Physio Facts - Healthy Body, Healthy Mind

What with a global pandemic and several national lockdowns, the prevalence of mental health issues has undoubtedly increased over recent years. In fact, the Office of National Statistics reported that a quarter of the adult population in Britain have “experienced some form of depression” during the pandemic so far. Mental health can have a huge impact on our overall wellbeing and it is important to remember that many people suffer with anxiety and depression, whether we’re in the middle of a pandemic or not. It is so important to look after both our physical and mental health and this blog will look at a few ways to help us get started.

As physiotherapists, we often talk about the physical benefits that exercise has on our bodies, but exercise also positively impacts our mental health. Scientifically, as we exercise the brain releases ‘feel-good’ chemicals and hormones (endorphins and serotonin to name a few) that help to dampen the perception of pain and regulate our mood. Put simply, when we move more, our bodies feel better! This doesn’t mean that we have to move all the time – exercise goals should always be achievable and sustainable, so start small and build it up gradually.

Another really important aspect that can impact our mood and overall mental health is sleep. We’ve all been there after a rubbish night’s sleep when you wake up feeling tired, unmotivated and a bit miserable! Poor sleep and mental health issues are a bit like the chicken and the egg – many studies argue about which one came first as they are closely linked and both impact on one another. Effective sleep gives our bodies time to recover and restore energy cells, preparing us for the next day. There are several ways that we can improve our sleep patterns, for example; reducing screen time, limiting caffeine intake and trying to stick to a wake up and bed time routine.

Having mentioned caffeine intake, it is also important to note that our overall diet can really impact on our mental health. Eating foods that are non-optimal (for example, sweets, biscuits, chocolate) causes our blood sugar levels to rise and fall rapidly, which can make you feel tired and depressed. Whereas eating more optimal foods (for example, fruit, vegetables, protein sources) helps to boost our energy levels and restores amino acids which help to create the chemicals our brains need to regulate our mood. Our diet choices also impact our overall gut health which is closely linked to mood. Ever felt nauseous before an interview or had ‘butterflies’ if you’re excited about something? It is all connected! So in order to try and keep healthy and boost our mood – try and stick to regular meals, eat your five a day fruit and vegetables and limit your sweet treats.
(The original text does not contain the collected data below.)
use std::fs;
use std::path::PathBuf;
use std::time::Duration as StdDuration;

use chrono::Duration;
use once_cell::sync::Lazy;
use thiserror::Error;
use zeroize::Zeroizing;

use crate::audit::AuditConfig;
use crate::crypto::KEY_LEN;
use crate::keys::KeyManagerConfig;
use crate::rate_limit::RateLimiterConfig;
use crate::tokenization::TokenVaultConfig;
use crate::validator::ValidatorConfig;

pub const RATE_LIMIT_SALT: &str = "RATE_LIMIT_SALT";
pub const AUDIT_SALT: &str = "AUDIT_SALT";
pub const AUDIT_SECRET: &str = "AUDIT_SECRET";
pub const MASTER_KEY_ENCRYPTION_KEY: &str = "MASTER_KEY_ENCRYPTION_KEY";

#[derive(Debug, Error)]
pub enum ConfigError {
    #[error("{0} must be set")]
    Missing(String),
    #[error("failed to read {var} from {path}: {source}")]
    Unreadable {
        var: String,
        path: String,
        source: std::io::Error,
    },
    #[error("{var} is invalid: {reason}")]
    Invalid { var: String, reason: String },
}

/// Directory holding the daily audit files. Defaults to `./logs/audit/`.
pub static AUDIT_LOG_PATH: Lazy<PathBuf> = Lazy::new(|| {
    read_optional_env("AUDIT_LOG_PATH")
        .map(PathBuf::from)
        .unwrap_or_else(|| PathBuf::from("./logs/audit/"))
});

/// key: key-config -> scheduled rotation cadence
pub static KEY_ROTATION_INTERVAL_SECS: Lazy<u64> =
    Lazy::new(|| positive_env("KEY_ROTATION_INTERVAL_SECS", 24 * 60 * 60));

/// key: key-config -> lifetime of a key from creation
pub static KEY_RETENTION_SECS: Lazy<u64> =
    Lazy::new(|| positive_env("KEY_RETENTION_SECS", 7 * 24 * 60 * 60));

/// key: key-config -> purge sweep cadence, independent of rotation
pub static KEY_PURGE_INTERVAL_SECS: Lazy<u64> =
    Lazy::new(|| positive_env("KEY_PURGE_INTERVAL_SECS", 60 * 60));

/// key: vault-config -> default token lifetime
pub static TOKEN_TTL_SECS: Lazy<u64> =
    Lazy::new(|| positive_env("TOKEN_TTL_SECS", 30 * 24 * 60 * 60));

pub static TOKEN_SWEEP_INTERVAL_SECS: Lazy<u64> =
    Lazy::new(|| positive_env("TOKEN_SWEEP_INTERVAL_SECS", 60 * 60));

/// key: vault-config -> how long expired tokens stay correlatable
pub static TOKEN_INDEX_RETENTION_SECS: Lazy<u64> =
    Lazy::new(|| positive_env("TOKEN_INDEX_RETENTION_SECS", 90 * 24 * 60 * 60));

/// key: rate-limit-config -> penalty after a burst
pub static RATE_LIMIT_BLOCK_SECS: Lazy<u64> =
    Lazy::new(|| positive_env("RATE_LIMIT_BLOCK_SECS", 5 * 60));

pub static RATE_LIMIT_IDLE_SECS: Lazy<u64> =
    Lazy::new(|| positive_env("RATE_LIMIT_IDLE_SECS", 60 * 60));

/// key: rate-limit-config -> scan detection thresholds
pub static SCAN_ENDPOINT_THRESHOLD: Lazy<u64> =
    Lazy::new(|| positive_env("SCAN_ENDPOINT_THRESHOLD", 10));

pub static SCAN_REQUEST_THRESHOLD: Lazy<u64> =
    Lazy::new(|| positive_env("SCAN_REQUEST_THRESHOLD", 50));

pub static SCAN_HORIZON_SECS: Lazy<u64> = Lazy::new(|| positive_env("SCAN_HORIZON_SECS", 5 * 60));

pub static SCAN_BLOCK_SECS: Lazy<u64> = Lazy::new(|| positive_env("SCAN_BLOCK_SECS", 60 * 60));

pub static PATTERN_RESET_INTERVAL_SECS: Lazy<u64> =
    Lazy::new(|| positive_env("PATTERN_RESET_INTERVAL_SECS", 5 * 60));

/// key: audit-config -> size that triggers rotation before the next append
pub static AUDIT_ROTATE_BYTES: Lazy<u64> =
    Lazy::new(|| positive_env("AUDIT_ROTATE_BYTES", 100 * 1024 * 1024));

/// key: audit-config -> hard cap on the current file
pub static AUDIT_MAX_BYTES: Lazy<u64> =
    Lazy::new(|| positive_env("AUDIT_MAX_BYTES", 500 * 1024 * 1024));

pub static VALIDATOR_MAX_LENGTH: Lazy<u64> =
    Lazy::new(|| positive_env("VALIDATOR_MAX_LENGTH", 500));

/// Deployment environment recorded in audit source info. Defaults to `development`.
pub static APP_ENV: Lazy<String> =
    Lazy::new(|| read_optional_env("APP_ENV").unwrap_or_else(|| "development".to_string()));

pub static HOSTNAME: Lazy<String> =
    Lazy::new(|| read_optional_env("HOSTNAME").unwrap_or_else(|| "unknown".to_string()));

/// key: secrets-config
/// Required secrets. There is no insecure fallback: any missing value stops startup.
#[derive(Clone)]
pub struct SecretsConfig {
    pub rate_limit_salt: Zeroizing<String>,
    pub audit_salt: Zeroizing<String>,
    pub audit_secret: Zeroizing<String>,
    pub master_key: Zeroizing<Vec<u8>>,
}

impl std::fmt::Debug for SecretsConfig {
    fn fmt(&self, f: &mut std::fmt::Formatter<'_>) -> std::fmt::Result {
        f.debug_struct("SecretsConfig").finish_non_exhaustive()
    }
}

impl SecretsConfig {
    pub fn from_env() -> Result<Self, ConfigError> {
        Self::from_lookup(read_optional_env)
    }

    /// Resolves every secret through `lookup`, honouring the `<NAME>_FILE` variants.
    pub fn from_lookup<F>(lookup: F) -> Result<Self, ConfigError>
    where
        F: Fn(&str) -> Option<String>,
    {
        let rate_limit_salt = required_secret(&lookup, RATE_LIMIT_SALT)?;
        let audit_salt = required_secret(&lookup, AUDIT_SALT)?;
        let audit_secret = required_secret(&lookup, AUDIT_SECRET)?;
        let master_hex = required_secret(&lookup, MASTER_KEY_ENCRYPTION_KEY)?;
        let master_key =
            Zeroizing::new(hex::decode(master_hex.as_str()).map_err(|err| ConfigError::Invalid {
                var: MASTER_KEY_ENCRYPTION_KEY.to_string(),
                reason: format!("not hex: {err}"),
            })?);
        if master_key.len() != KEY_LEN {
            return Err(ConfigError::Invalid {
                var: MASTER_KEY_ENCRYPTION_KEY.to_string(),
                reason: format!(
                    "expected {} hex characters, got {}",
                    KEY_LEN * 2,
                    master_hex.len()
                ),
            });
        }
        Ok(Self {
            rate_limit_salt,
            audit_salt,
            audit_secret,
            master_key,
        })
    }
}

/// key: host-config
/// Everything the host needs to build a `ProtectionLayer`.
#[derive(Clone, Debug)]
pub struct HostConfig {
    pub secrets: SecretsConfig,
    pub audit: AuditConfig,
    pub keys: KeyManagerConfig,
    pub vault: TokenVaultConfig,
    pub rate_limit: RateLimiterConfig,
    pub validator: ValidatorConfig,
    pub idle_sweep_interval: StdDuration,
}

impl HostConfig {
    pub fn from_env() -> Result<Self, ConfigError> {
        Ok(Self::from_secrets(SecretsConfig::from_env()?))
    }

    /// Combines `secrets` with the tunables read from the environment.
    pub fn from_secrets(secrets: SecretsConfig) -> Self {
        let mut audit = AuditConfig::new(
            AUDIT_LOG_PATH.clone(),
            secrets.audit_secret.as_str(),
            secrets.audit_salt.as_str(),
        );
        audit.rotate_bytes = *AUDIT_ROTATE_BYTES;
        audit.max_bytes = *AUDIT_MAX_BYTES;
        audit.hostname = HOSTNAME.clone();
        audit.environment = APP_ENV.clone();

        let keys = KeyManagerConfig {
            rotation_interval: StdDuration::from_secs(*KEY_ROTATION_INTERVAL_SECS),
            retention: seconds(*KEY_RETENTION_SECS),
            purge_interval: StdDuration::from_secs(*KEY_PURGE_INTERVAL_SECS),
        };

        let vault = TokenVaultConfig {
            default_ttl: seconds(*TOKEN_TTL_SECS),
            sweep_interval: StdDuration::from_secs(*TOKEN_SWEEP_INTERVAL_SECS),
            index_retention: seconds(*TOKEN_INDEX_RETENTION_SECS),
        };

        let mut rate_limit = RateLimiterConfig::new(secrets.rate_limit_salt.as_str());
        rate_limit.block_duration = seconds(*RATE_LIMIT_BLOCK_SECS);
        rate_limit.scan_endpoint_threshold = *SCAN_ENDPOINT_THRESHOLD as usize;
        rate_limit.scan_request_threshold = *SCAN_REQUEST_THRESHOLD as usize;
        rate_limit.scan_horizon = seconds(*SCAN_HORIZON_SECS);
        rate_limit.scan_block_duration = seconds(*SCAN_BLOCK_SECS);
        rate_limit.pattern_reset_interval = StdDuration::from_secs(*PATTERN_RESET_INTERVAL_SECS);
        rate_limit.idle_after = seconds(*RATE_LIMIT_IDLE_SECS);

        let validator = ValidatorConfig {
            max_length: *VALIDATOR_MAX_LENGTH as usize,
            ..ValidatorConfig::default()
        };

        Self {
            secrets,
            audit,
            keys,
            vault,
            rate_limit,
            validator,
            idle_sweep_interval: StdDuration::from_secs(*RATE_LIMIT_IDLE_SECS),
        }
    }
}

fn seconds(value: u64) -> Duration {
    // chrono durations top out at i64::MAX milliseconds
    let secs = i64::try_from(value).unwrap_or(i64::MAX).min(i64::MAX / 1_000);
    Duration::seconds(secs)
}

fn positive_env(key: &str, default: u64) -> u64 {
    read_optional_env(key)
        .and_then(|value| value.parse::<u64>().ok())
        .filter(|value| *value > 0)
        .unwrap_or(default)
}

fn read_optional_env(key: &str) -> Option<String> {
    std::env::var(key)
        .ok()
        .map(|value| value.trim().to_string())
        .filter(|value| !value.is_empty())
}

/// `<NAME>_FILE` wins over `<NAME>` when it names a non-empty file.
fn read_secret<F>(lookup: &F, value_key: &str) -> Result<Option<String>, ConfigError>
where
    F: Fn(&str) -> Option<String>,
{
    let file_key = format!("{value_key}_FILE");
    if let Some(path) = lookup(&file_key) {
        let contents = fs::read_to_string(&path).map_err(|source| ConfigError::Unreadable {
            var: file_key.clone(),
            path: path.clone(),
            source,
        })?;
        let trimmed = contents.trim();
        if !trimmed.is_empty() {
            return Ok(Some(trimmed.to_string()));
        }
    }
    Ok(lookup(value_key))
}

fn required_secret<F>(lookup: &F, key: &str) -> Result<Zeroizing<String>, ConfigError>
where
    F: Fn(&str) -> Option<String>,
{
    read_secret(lookup, key)?
        .map(Zeroizing::new)
        .ok_or_else(|| ConfigError::Missing(key.to_string()))
}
Being in lockdown has meant that we’ve all had more free time than we’re used to and many people have increased their screen time as a form of entertainment. Studies have shown that screen time affects serotonin levels – which as mentioned earlier is one of the hormones needed to help regulate our mood. Screen time also commonly includes time on social media which often only displays positive times in people’s lives - this can make viewers compare themselves and feel unsatisfied with their own life which may exacerbate low mood. We should try to limit our screen time, particularly before bed as this has been shown to obstruct effective sleep due to the stimulating effects.

We should all try to adopt the tips discussed above, however if you are suffering with symptoms of poor mental health, you should seek advice from your GP.